Screening and Counselling Clinic Evaluation Project

Authors

  • Valerie Gilbey

Abstract

If health care costs are to be contained, it is essential to focus on the promotion of health. Preventive health services receive a disproportionately small part of the health care budget. For every dollar spent on illness, less than five cents goes toward health promotion and disease prevention (Rachlis & Kush-ner, 1989). In A New Perspective on The Health of Canadians (Lalonde, 1974), health promotion was one of the priority strategies outlined, yet health promotion has met with more talk than action. Overwhelmingly, the so-called health care budget has been devoted to illness care. At a recent conference on "Healthy Public Policy", it was stressed that health promotion and disease prevention measures may contribute more to the improvement in health status than does medical care and therapeutics and that prevention programs need to be evaluated for program effectiveness (Carlson, 1985). Since 1979 senior nursing students have been acquiring clinical experience in a screening clinic for adults, which is conducted under the auspices of the Faculty of Nursing at the University of New Brunswick.

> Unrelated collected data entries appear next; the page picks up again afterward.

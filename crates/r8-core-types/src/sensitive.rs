//! Sensitive data marker
//!
//! `Sensitive<T>` keeps a value out of log lines and panic messages.
//! Serialization is transparent: an audit record written to storage still
//! carries the real value, only `Debug`/`Display` output is redacted.

use serde::{Deserialize, Deserializer, Serialize, Serializer};
use std::fmt;

/// Wrapper that redacts itself in `Debug` and `Display`
///
/// # Example
///
/// ```
/// use r8_core_types::Sensitive;
///
/// let agent = Sensitive::new("Mozilla/5.0 (X11; Linux x86_64)");
/// assert_eq!(format!("{:?}", agent), "***REDACTED***");
/// assert_eq!(agent.expose(), &"Mozilla/5.0 (X11; Linux x86_64)");
/// ```
#[derive(Clone, PartialEq, Eq)]
pub struct Sensitive<T>(T);

impl<T> Sensitive<T> {
    pub fn new(value: T) -> Self {
        Self(value)
    }

    /// Expose the wrapped value
    pub fn expose(&self) -> &T {
        &self.0
    }

    pub fn into_inner(self) -> T {
        self.0
    }
}

impl<T> fmt::Debug for Sensitive<T> {
    fn fmt(&self, f: &mut fmt::Formatter<'_>) -> fmt::Result {
        f.write_str("***REDACTED***")
    }
}

impl<T> fmt::Display for Sensitive<T> {
    fn fmt(&self, f: &mut fmt::Formatter<'_>) -> fmt::Result {
        f.write_str("***REDACTED***")
    }
}

impl<T: Serialize> Serialize for Sensitive<T> {
    fn serialize<S: Serializer>(&self, serializer: S) -> Result<S::Ok, S::Error> {
        self.0.serialize(serializer)
    }
}

impl<'de, T: Deserialize<'de>> Deserialize<'de> for Sensitive<T> {
    fn deserialize<D: Deserializer<'de>>(deserializer: D) -> Result<Self, D::Error> {
        T::deserialize(deserializer).map(Sensitive)
    }
}
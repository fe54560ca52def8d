use crate::errors::{R8Error, Result};

/// Round up to the next whole number.
///
/// Page counts and similar "how many buckets" values are computed as
/// `ceil(total / size)`; the result must fit an `i32`.
///
/// # Errors
///
/// `RoundingOverflow` when the value is NaN or its ceiling falls outside
/// the `i32` range.
pub fn round_up(value: f64) -> Result<i32> {
    let ceiled = value.ceil();
    if ceiled.is_nan() || ceiled < f64::from(i32::MIN) || ceiled > f64::from(i32::MAX) {
        return Err(R8Error::RoundingOverflow { value });
    }
    Ok(ceiled as i32)
}

#[cfg(test)]
mod tests {
    use super::*;

    #[test]
    fn test_round_up_fractions() {
        assert_eq!(round_up(2.1).unwrap(), 3);
        assert_eq!(round_up(2.0).unwrap(), 2);
        assert_eq!(round_up(-2.5).unwrap(), -2);
        assert_eq!(round_up(0.0001).unwrap(), 1);
    }

    #[test]
    fn test_round_up_out_of_range() {
        assert!(matches!(
            round_up(f64::from(i32::MAX) + 0.5),
            Err(R8Error::RoundingOverflow { .. })
        ));
        assert!(round_up(f64::NAN).is_err());
        assert!(round_up(f64::INFINITY).is_err());
    }
}
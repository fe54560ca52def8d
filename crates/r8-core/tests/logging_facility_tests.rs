#![allow(clippy::unwrap_used, clippy::expect_used)]

use r8_core::errors::R8Error;
use r8_core::logging_facility::test_capture::init_test_capture;
use r8_core::{generate_audit, group_phone_numbers, log_op_end, log_op_error, log_op_start};
use r8_core::{AuditContext, AuditFlag, EntrySnapshot, EntryState};
use r8_core_types::schema::{EVENT_END, EVENT_END_ERROR, EVENT_START};
use serde_json::json;

#[test]
fn test_log_op_start_macro() {
    let capture = init_test_capture();
    let op_name = "test_log_op_start_unique_1";

    log_op_start!(op_name, row_id = "r1");

    let events = capture.events_for(op_name);
    assert_eq!(events.len(), 1);
    assert_eq!(events[0].event.as_deref(), Some(EVENT_START));
    assert_eq!(events[0].fields.get("row_id"), Some(&"r1".to_string()));
}

#[test]
fn test_log_op_end_macro() {
    let capture = init_test_capture();
    let op_name = "test_log_op_end_unique_2";

    log_op_end!(op_name, duration_ms = 42);

    let events = capture.events_for(op_name);
    assert_eq!(events.len(), 1);
    assert_eq!(events[0].event.as_deref(), Some(EVENT_END));
    assert_eq!(events[0].fields.get("duration_ms"), Some(&"42".to_string()));
}

#[test]
fn test_log_op_error_includes_kind_and_code() {
    let capture = init_test_capture();
    let op_name = "test_log_op_error_unique_3";

    log_op_error!(op_name, R8Error::MissingRowReference, duration_ms = 10);

    let events = capture.events_for(op_name);
    assert_eq!(events.len(), 1);
    let event = &events[0];
    assert_eq!(event.event.as_deref(), Some(EVENT_END_ERROR));
    assert_eq!(
        event.fields.get("err_code"),
        Some(&"ERR_INVALID_ARGUMENT".to_string())
    );
    assert_eq!(
        event.fields.get("err_kind"),
        Some(&"InvalidArgument".to_string())
    );
}

#[test]
fn test_log_op_error_keeps_extra_fields() {
    let capture = init_test_capture();
    let op_name = "test_log_op_error_fields_unique_4";

    log_op_error!(
        op_name,
        R8Error::EmptyPhoneList,
        duration_ms = 1,
        input_len = 0
    );
    log_op_start!(op_name,);

    let events = capture.events_for(op_name);
    assert_eq!(events.len(), 2);
    assert_eq!(
        events[0].fields.get("err_code"),
        Some(&"ERR_INVALID_INPUT".to_string())
    );
    assert_eq!(events[0].fields.get("input_len"), Some(&"0".to_string()));
    assert_eq!(events[1].event.as_deref(), Some(EVENT_START));
}

#[test]
fn test_grouping_logs_start_and_end() {
    let capture = init_test_capture();

    let input = ["100", "101", "102", "200", "300", "301", "999"];
    group_phone_numbers(&input).unwrap();

    let events = capture.events_for("group_phone_numbers");
    assert!(events.iter().any(|e| {
        e.event.as_deref() == Some(EVENT_START)
            && e.fields.get("input_len") == Some(&"7".to_string())
    }));
    assert!(events.iter().any(|e| {
        e.event.as_deref() == Some(EVENT_END)
            && e.fields.get("group_count") == Some(&"4".to_string())
    }));
}

#[test]
fn test_grouping_failure_logs_error_code() {
    let capture = init_test_capture();

    let empty: [&str; 0] = [];
    assert!(group_phone_numbers(&empty).is_err());

    let events = capture.events_for("group_phone_numbers");
    assert!(events.iter().any(|e| {
        e.event.as_deref() == Some(EVENT_END_ERROR)
            && e.fields.get("err_code") == Some(&"ERR_INVALID_INPUT".to_string())
    }));
}

#[test]
fn test_audit_logs_change_count() {
    let capture = init_test_capture();

    let entry = EntrySnapshot::new("logged-row-5", EntryState::Modified)
        .with_field("A", Some(json!(1)), Some(json!(0)))
        .with_field("B", Some(json!(1)), Some(json!(0)));
    generate_audit(&entry, AuditFlag::Changed, &AuditContext::new(), &Default::default()).unwrap();

    let end = capture
        .events_for("generate_audit")
        .into_iter()
        .find(|e| {
            e.event.as_deref() == Some(EVENT_END)
                && e.fields.get("row_id") == Some(&"logged-row-5".to_string())
        })
        .expect("end event for logged-row-5");
    assert_eq!(end.fields.get("change_count"), Some(&"2".to_string()));
    assert!(end.component.as_deref().unwrap().contains("audit::record"));
}
use r8_core_types::RequestId;
use thiserror::Error;

/// Result type alias using R8Error
pub type Result<T> = std::result::Result<T, R8Error>;

// ========== Error Facility ==========

/// Canonical error kind taxonomy
///
/// Each kind maps to a stable `ERR_*` code used by the CLI, by log lines
/// and by callers that branch on failures programmatically.
#[derive(Debug, Clone, Copy, PartialEq, Eq)]
pub enum ExErrorKind {
    /// Input collection is unusable as a whole (e.g. empty)
    InvalidInput,
    /// A required argument or reference is absent
    InvalidArgument,
    /// A single element could not be parsed
    ParseError,
    /// A value does not fit the numeric range the operation supports
    NumericOverflow,

    // Integration/IO
    Config,
    Io,
    Serialization,

    Internal,
}

impl ExErrorKind {
    /// Get the stable error code for this kind
    pub fn code(&self) -> &'static str {
        match self {
            ExErrorKind::InvalidInput => "ERR_INVALID_INPUT",
            ExErrorKind::InvalidArgument => "ERR_INVALID_ARGUMENT",
            ExErrorKind::ParseError => "ERR_PARSE",
            ExErrorKind::NumericOverflow => "ERR_NUMERIC_OVERFLOW",
            ExErrorKind::Config => "ERR_CONFIG",
            ExErrorKind::Io => "ERR_IO",
            ExErrorKind::Serialization => "ERR_SERIALIZATION",
            ExErrorKind::Internal => "ERR_INTERNAL",
        }
    }
}

/// Canonical structured error type
///
/// Carries the classification plus whatever context the failing operation
/// could attach: the operation name, the offending field or value, and the
/// request it ran under.
#[derive(Debug, Clone)]
pub struct ExError {
    kind: ExErrorKind,
    op: Option<String>,
    field: Option<String>,
    value: Option<String>,
    request_id: Option<RequestId>,
    message: String,
    source: Option<Box<ExError>>,
}

impl ExError {
    pub fn new(kind: ExErrorKind) -> Self {
        Self {
            kind,
            op: None,
            field: None,
            value: None,
            request_id: None,
            message: String::new(),
            source: None,
        }
    }

    /// Add operation context
    pub fn with_op(mut self, op: impl Into<String>) -> Self {
        self.op = Some(op.into());
        self
    }

    /// Name the field (config key, record column) the error is about
    pub fn with_field(mut self, field: impl Into<String>) -> Self {
        self.field = Some(field.into());
        self
    }

    /// Attach the raw value that was rejected
    pub fn with_value(mut self, value: impl Into<String>) -> Self {
        self.value = Some(value.into());
        self
    }

    pub fn with_request_id(mut self, request_id: RequestId) -> Self {
        self.request_id = Some(request_id);
        self
    }

    pub fn with_message(mut self, message: impl Into<String>) -> Self {
        self.message = message.into();
        self
    }

    pub fn with_source(mut self, source: ExError) -> Self {
        self.source = Some(Box::new(source));
        self
    }

    pub fn kind(&self) -> ExErrorKind {
        self.kind
    }

    /// Get the stable error code
    pub fn code(&self) -> &'static str {
        self.kind.code()
    }

    pub fn op(&self) -> Option<&str> {
        self.op.as_deref()
    }

    pub fn field(&self) -> Option<&str> {
        self.field.as_deref()
    }

    pub fn value(&self) -> Option<&str> {
        self.value.as_deref()
    }

    pub fn request_id(&self) -> Option<&RequestId> {
        self.request_id.as_ref()
    }

    pub fn message(&self) -> &str {
        &self.message
    }

    pub fn source_error(&self) -> Option<&ExError> {
        self.source.as_deref()
    }
}

impl std::fmt::Display for ExError {
    fn fmt(&self, f: &mut std::fmt::Formatter<'_>) -> std::fmt::Result {
        write!(f, "[{}]", self.code())?;
        if let Some(op) = &self.op {
            write!(f, " in operation '{}'", op)?;
        }
        if !self.message.is_empty() {
            write!(f, ": {}", self.message)?;
        }
        if let Some(field) = &self.field {
            write!(f, " (field: {})", field)?;
        }
        if let Some(value) = &self.value {
            write!(f, " (value: {:?})", value)?;
        }
        if let Some(request_id) = &self.request_id {
            write!(f, " (request_id: {})", request_id)?;
        }
        Ok(())
    }
}

impl std::error::Error for ExError {
    fn source(&self) -> Option<&(dyn std::error::Error + 'static)> {
        self.source
            .as_deref()
            .map(|e| e as &(dyn std::error::Error + 'static))
    }
}

// ========== End Error Facility ==========

/// Domain errors raised by the R8 operations
#[derive(Error, Debug, Clone, PartialEq)]
pub enum R8Error {
    // ===== Phone grouping =====
    /// Nothing to group
    #[error("Phone number list is empty")]
    EmptyPhoneList,

    /// Element carries no digit at all
    #[error("Phone number contains no digits: {value:?}")]
    NoDigits { value: String },

    /// Digits do not fit an unsigned 64-bit integer
    #[error("Phone number does not fit in 64 bits: {value:?}")]
    NumberOverflow { value: String },

    // ===== Audit =====
    /// Entry has no row reference to attach an audit record to
    #[error("Entry has no row reference")]
    MissingRowReference,

    // ===== Humanize =====
    /// Amount has more three-digit groups than there are unit words
    #[error("Amount {value} needs {groups} unit groups but only {available} are configured")]
    UnitsExhausted {
        value: u64,
        groups: usize,
        available: usize,
    },

    /// Ceiling does not fit in i32
    #[error("Cannot round {value} into a 32-bit integer")]
    RoundingOverflow { value: f64 },

    // ===== Generic Errors =====
    /// Configuration file is not valid
    #[error("Invalid configuration: {reason}")]
    InvalidConfig { reason: String },

    /// Filesystem access failed
    #[error("I/O error on {path}: {message}")]
    Io { path: String, message: String },

    /// Serialization error (JSON encoding/decoding)
    #[error("Serialization error: {message}")]
    Serialization { message: String },

    #[error("Internal error: {message}")]
    Internal { message: String },
}

/// Conversion from R8Error to ExError
impl From<R8Error> for ExError {
    fn from(err: R8Error) -> Self {
        match err {
            R8Error::EmptyPhoneList => ExError::new(ExErrorKind::InvalidInput)
                .with_op("group_phone_numbers")
                .with_message("Phone number list is empty"),

            R8Error::NoDigits { value } => ExError::new(ExErrorKind::ParseError)
                .with_op("group_phone_numbers")
                .with_value(value)
                .with_message("Phone number contains no digits"),

            R8Error::NumberOverflow { value } => ExError::new(ExErrorKind::NumericOverflow)
                .with_op("group_phone_numbers")
                .with_value(value)
                .with_message("Phone number does not fit in 64 bits"),

            R8Error::MissingRowReference => ExError::new(ExErrorKind::InvalidArgument)
                .with_op("generate_audit")
                .with_field("row_id")
                .with_message("Entry has no row reference"),

            R8Error::UnitsExhausted {
                value,
                groups,
                available,
            } => ExError::new(ExErrorKind::NumericOverflow)
                .with_op("currency_words")
                .with_value(value.to_string())
                .with_message(format!(
                    "{} unit groups needed, {} configured",
                    groups, available
                )),

            R8Error::RoundingOverflow { value } => ExError::new(ExErrorKind::NumericOverflow)
                .with_op("round_up")
                .with_value(value.to_string())
                .with_message("Ceiling does not fit in i32"),

            R8Error::InvalidConfig { reason } => ExError::new(ExErrorKind::Config)
                .with_message(format!("Invalid configuration: {}", reason)),

            R8Error::Io { path, message } => ExError::new(ExErrorKind::Io)
                .with_value(path)
                .with_message(message),

            R8Error::Serialization { message } => {
                ExError::new(ExErrorKind::Serialization).with_message(message)
            }

            R8Error::Internal { message } => {
                ExError::new(ExErrorKind::Internal).with_message(message)
            }
        }
    }
}

/// Conversion from serde_json::Error to R8Error
impl From<serde_json::Error> for R8Error {
    fn from(err: serde_json::Error) -> Self {
        R8Error::Serialization {
            message: err.to_string(),
        }
    }
}

/// I/O failures without a known path (e.g. stdout)
impl From<std::io::Error> for R8Error {
    fn from(err: std::io::Error) -> Self {
        R8Error::Io {
            path: String::new(),
            message: err.to_string(),
        }
    }
}

impl From<toml::de::Error> for R8Error {
    fn from(err: toml::de::Error) -> Self {
        R8Error::InvalidConfig {
            reason: err.to_string(),
        }
    }
}
pub mod audit;
pub mod currency;
pub mod diff;
pub mod digits;
pub mod phones;

use r8_core::audit::FieldValues;
use r8_core::errors::{ExError, R8Error};
use std::path::Path;

/// Read a JSON object from disk, keeping its key order.
pub fn read_values(path: &Path) -> Result<FieldValues, ExError> {
    let text = std::fs::read_to_string(path).map_err(|e| R8Error::Io {
        path: path.display().to_string(),
        message: e.to_string(),
    })?;
    let values = serde_json::from_str(&text).map_err(R8Error::from)?;
    Ok(values)
}
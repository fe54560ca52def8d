//! Currency humanization.
//!
//! Two renderings of an amount entered as text:
//!
//! - [`group_thousands`]: `"1234567.5"` becomes `"1,234,568"`
//! - [`currency_words`]: `"1500000"` becomes `"1 میلیون و 500 هزار"`

use crate::errors::{R8Error, Result};
use rust_decimal::{Decimal, RoundingStrategy};
use serde::{Deserialize, Serialize};
use std::str::FromStr;

/// Words used by [`currency_words`], smallest scale first.
///
/// Defaults are Persian.
#[derive(Debug, Clone, PartialEq, Eq, Serialize, Deserialize)]
#[serde(default)]
pub struct CurrencyUnits {
    pub zero: String,
    pub thousand: String,
    pub million: String,
    pub billion: String,
    pub thousand_billion: String,
    /// Joins the non-zero groups
    pub separator: String,
}

impl Default for CurrencyUnits {
    fn default() -> Self {
        Self {
            zero: "صفر".to_string(),
            thousand: "هزار".to_string(),
            million: "میلیون".to_string(),
            billion: "میلیارد".to_string(),
            thousand_billion: "هزار میلیارد".to_string(),
            separator: " و ".to_string(),
        }
    }
}

impl CurrencyUnits {
    /// Scale word per three-digit group; index 0 is the units group.
    fn scales(&self) -> [&str; 5] {
        [
            "",
            self.thousand.as_str(),
            self.million.as_str(),
            self.billion.as_str(),
            self.thousand_billion.as_str(),
        ]
    }
}

/// Render a decimal amount as a whole number with `,` between every three
/// digits.
///
/// The amount is rounded half away from zero. Returns `None` for empty
/// input and the text unchanged when it is not a decimal number. Zero
/// renders as an empty string.
///
/// ```
/// use r8_core::humanize::group_thousands;
///
/// assert_eq!(group_thousands("1234567").as_deref(), Some("1,234,567"));
/// assert_eq!(group_thousands("-999.5").as_deref(), Some("-1,000"));
/// assert_eq!(group_thousands("n/a").as_deref(), Some("n/a"));
/// assert_eq!(group_thousands(""), None);
/// ```
pub fn group_thousands(text: &str) -> Option<String> {
    if text.is_empty() {
        return None;
    }

    let Some(amount) = parse_amount(text) else {
        return Some(text.to_string());
    };

    let rounded = amount.round_dp_with_strategy(0, RoundingStrategy::MidpointAwayFromZero);
    if rounded.is_zero() {
        return Some(String::new());
    }

    let grouped = insert_separators(&rounded.abs().to_string());
    Some(if rounded.is_sign_negative() {
        format!("-{}", grouped)
    } else {
        grouped
    })
}

/// Spell an amount as three-digit groups followed by their scale word.
///
/// `,` and `/` are stripped before parsing. Text that is not an unsigned
/// integer is returned unchanged. Zero groups are skipped.
///
/// # Errors
///
/// `UnitsExhausted` when the amount has more three-digit groups than
/// `units` has scale words (amounts of 10^15 and above).
pub fn currency_words(text: &str, units: &CurrencyUnits) -> Result<String> {
    let cleaned: String = text.chars().filter(|c| *c != ',' && *c != '/').collect();
    let Ok(price) = cleaned.trim().parse::<u64>() else {
        return Ok(text.to_string());
    };

    if price == 0 {
        return Ok(units.zero.clone());
    }

    let mut groups = Vec::new();
    let mut rest = price;
    while rest > 0 {
        groups.push(rest % 1000);
        rest /= 1000;
    }

    let scales = units.scales();
    if groups.len() > scales.len() {
        return Err(R8Error::UnitsExhausted {
            value: price,
            groups: groups.len(),
            available: scales.len(),
        });
    }

    let places: Vec<String> = groups
        .iter()
        .zip(scales)
        .rev()
        .filter(|(group, _)| **group != 0)
        .map(|(group, scale)| {
            if scale.is_empty() {
                group.to_string()
            } else {
                format!("{} {}", group, scale)
            }
        })
        .collect();

    Ok(places.join(&units.separator))
}

/// Parse `[+-]digits[,digits...][.digits]`. Amounts outside the 96-bit
/// decimal range are rejected.
fn parse_amount(text: &str) -> Option<Decimal> {
    let trimmed = text.trim();
    if trimmed.contains('_') {
        return None;
    }
    let cleaned: String = trimmed.chars().filter(|c| *c != ',').collect();
    Decimal::from_str(&cleaned).ok()
}

fn insert_separators(digits: &str) -> String {
    let len = digits.len();
    let mut out = String::with_capacity(len + len / 3);
    for (i, ch) in digits.chars().enumerate() {
        if i > 0 && (len - i) % 3 == 0 {
            out.push(',');
        }
        out.push(ch);
    }
    out
}
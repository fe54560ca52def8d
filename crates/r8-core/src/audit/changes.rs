//! Field-level change detection.
//!
//! Values are `serde_json::Value`, so equality is structural: nested
//! objects compare by content and key order does not matter.

use crate::errors::R8Error;
use indexmap::IndexMap;
use serde::{Deserialize, Serialize};
use serde_json::Value;
use std::collections::BTreeSet;

/// Insertion-ordered field name -> value bag.
pub type FieldValues = IndexMap<String, Value>;

/// Old and new values of the fields that changed.
///
/// Both maps always hold the same keys in the same order. A side that was
/// absent is recorded as `null`.
#[derive(Debug, Clone, Default, PartialEq, Serialize, Deserialize)]
#[serde(try_from = "RawChangeSet")]
pub struct ChangeSet {
    old_values: FieldValues,
    new_values: FieldValues,
}

#[derive(Deserialize)]
struct RawChangeSet {
    old_values: FieldValues,
    new_values: FieldValues,
}

impl TryFrom<RawChangeSet> for ChangeSet {
    type Error = R8Error;

    /// Key sets must match; `new_values` is reordered to follow `old_values`.
    fn try_from(raw: RawChangeSet) -> Result<Self, Self::Error> {
        let RawChangeSet {
            old_values,
            mut new_values,
        } = raw;

        if old_values.len() != new_values.len() {
            return Err(mismatched_fields(&old_values, &new_values));
        }

        let mut ordered = FieldValues::with_capacity(new_values.len());
        for name in old_values.keys() {
            let Some(value) = new_values.shift_remove(name) else {
                return Err(mismatched_fields(&old_values, &new_values));
            };
            ordered.insert(name.clone(), value);
        }

        Ok(Self {
            old_values,
            new_values: ordered,
        })
    }
}

fn mismatched_fields(old_values: &FieldValues, new_values: &FieldValues) -> R8Error {
    let old: Vec<&str> = old_values.keys().map(String::as_str).collect();
    let new: Vec<&str> = new_values.keys().map(String::as_str).collect();
    R8Error::Serialization {
        message: format!(
            "change set fields differ: old_values {:?}, new_values {:?}",
            old, new
        ),
    }
}

/// One changed field, borrowed from a [`ChangeSet`].
#[derive(Debug, Clone, Copy, PartialEq)]
pub struct FieldChange<'a> {
    pub name: &'a str,
    pub old: &'a Value,
    pub new: &'a Value,
}

impl ChangeSet {
    pub fn old_values(&self) -> &FieldValues {
        &self.old_values
    }

    pub fn new_values(&self) -> &FieldValues {
        &self.new_values
    }

    pub fn is_empty(&self) -> bool {
        self.old_values.is_empty()
    }

    pub fn len(&self) -> usize {
        self.old_values.len()
    }

    pub fn get(&self, field: &str) -> Option<FieldChange<'_>> {
        let (name, old) = self.old_values.get_key_value(field)?;
        let new = self.new_values.get(field)?;
        Some(FieldChange { name, old, new })
    }

    pub fn iter(&self) -> impl Iterator<Item = FieldChange<'_>> {
        self.old_values.iter().filter_map(|(name, old)| {
            let new = self.new_values.get(name)?;
            Some(FieldChange { name, old, new })
        })
    }

    pub fn into_parts(self) -> (FieldValues, FieldValues) {
        (self.old_values, self.new_values)
    }

    fn record(&mut self, name: &str, old: Option<&Value>, new: Option<&Value>) {
        self.old_values
            .insert(name.to_string(), old.cloned().unwrap_or(Value::Null));
        self.new_values
            .insert(name.to_string(), new.cloned().unwrap_or(Value::Null));
    }
}

fn is_absent(value: Option<&Value>) -> bool {
    matches!(value, None | Some(Value::Null))
}

/// Diff two value bags over a whitelist of field names.
///
/// A field is reported when it is not excluded, at least one side holds a
/// non-null value, and the two sides are not equal. Output order follows
/// `field_names`.
///
/// ```
/// use r8_core::audit::{diff_fields, FieldValues};
/// use serde_json::json;
/// use std::collections::BTreeSet;
///
/// let current: FieldValues = [("Name".into(), json!("Bob")), ("Age".into(), json!(30))].into();
/// let original: FieldValues = [("Name".into(), json!("Bob")), ("Age".into(), json!(29))].into();
///
/// let changes = diff_fields(["Name", "Age"], &current, &original, &BTreeSet::new());
/// assert_eq!(changes.old_values()["Age"], json!(29));
/// assert_eq!(changes.new_values()["Age"], json!(30));
/// assert!(changes.get("Name").is_none());
/// ```
pub fn diff_fields<I, S>(
    field_names: I,
    current: &FieldValues,
    original: &FieldValues,
    excluded: &BTreeSet<String>,
) -> ChangeSet
where
    I: IntoIterator<Item = S>,
    S: AsRef<str>,
{
    field_names
        .into_iter()
        .filter(|name| !excluded.contains(name.as_ref()))
        .fold(ChangeSet::default(), |mut changes, name| {
            let name = name.as_ref();
            let new = current.get(name);
            let old = original.get(name);

            if !(is_absent(new) && is_absent(old)) && new != old {
                changes.record(name, old, new);
            }
            changes
        })
}

/// Tracking state of a record, as reported by the persistence layer.
#[derive(Debug, Clone, Copy, PartialEq, Eq, Serialize, Deserialize)]
#[serde(rename_all = "snake_case")]
pub enum EntryState {
    Detached,
    Unchanged,
    Deleted,
    Modified,
    Added,
}

impl EntryState {
    /// Only inserts and updates carry field changes worth auditing.
    pub fn is_diffable(self) -> bool {
        matches!(self, EntryState::Modified | EntryState::Added)
    }
}

/// Snapshot of one tracked record: its id, state and both value bags.
#[derive(Debug, Clone, PartialEq)]
pub struct EntrySnapshot {
    row_id: String,
    state: EntryState,
    field_names: Vec<String>,
    current: FieldValues,
    original: FieldValues,
}

impl EntrySnapshot {
    pub fn new(row_id: impl Into<String>, state: EntryState) -> Self {
        Self {
            row_id: row_id.into(),
            state,
            field_names: Vec::new(),
            current: FieldValues::new(),
            original: FieldValues::new(),
        }
    }

    /// Build from two value bags. Field order is the current bag's keys
    /// followed by keys only present in the original bag.
    pub fn from_values(
        row_id: impl Into<String>,
        state: EntryState,
        current: FieldValues,
        original: FieldValues,
    ) -> Self {
        let mut field_names: Vec<String> = current.keys().cloned().collect();
        field_names.extend(
            original
                .keys()
                .filter(|k| !current.contains_key(k.as_str()))
                .cloned(),
        );

        Self {
            row_id: row_id.into(),
            state,
            field_names,
            current,
            original,
        }
    }

    /// Add one field; `None` means the side has no value.
    pub fn with_field(
        mut self,
        name: impl Into<String>,
        current: Option<Value>,
        original: Option<Value>,
    ) -> Self {
        let name = name.into();
        if let Some(value) = current {
            self.current.insert(name.clone(), value);
        }
        if let Some(value) = original {
            self.original.insert(name.clone(), value);
        }
        if !self.field_names.contains(&name) {
            self.field_names.push(name);
        }
        self
    }

    pub fn row_id(&self) -> &str {
        &self.row_id
    }

    pub fn state(&self) -> EntryState {
        self.state
    }

    pub fn field_names(&self) -> &[String] {
        &self.field_names
    }

    pub fn current_values(&self) -> &FieldValues {
        &self.current
    }

    pub fn original_values(&self) -> &FieldValues {
        &self.original
    }
}

/// Changes of a tracked entry; empty unless the entry is modified or added.
pub fn find_changes(entry: &EntrySnapshot, excluded: &BTreeSet<String>) -> ChangeSet {
    if !entry.state.is_diffable() {
        return ChangeSet::default();
    }
    diff_fields(&entry.field_names, &entry.current, &entry.original, excluded)
}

It seemed appropriate to evaluate the effectiveness of the clinic in terms of its impact on the health behaviour of participants. Literature Review The community health nurse traditionally has functioned in primary health care. This health care, which is described as essential health care made universally accessible to individuals and families in the community, by means acceptable to them, through their full participation and at a cost the community and country can afford, reflects the nurse's role (WHO, 1978). It is the first level of contact of individuals, the family and the community with the health system. The expanded role of the nurse as the agent of primary care in helping people reach the goal of "Health for All" has been advocated (Mahler, 1978).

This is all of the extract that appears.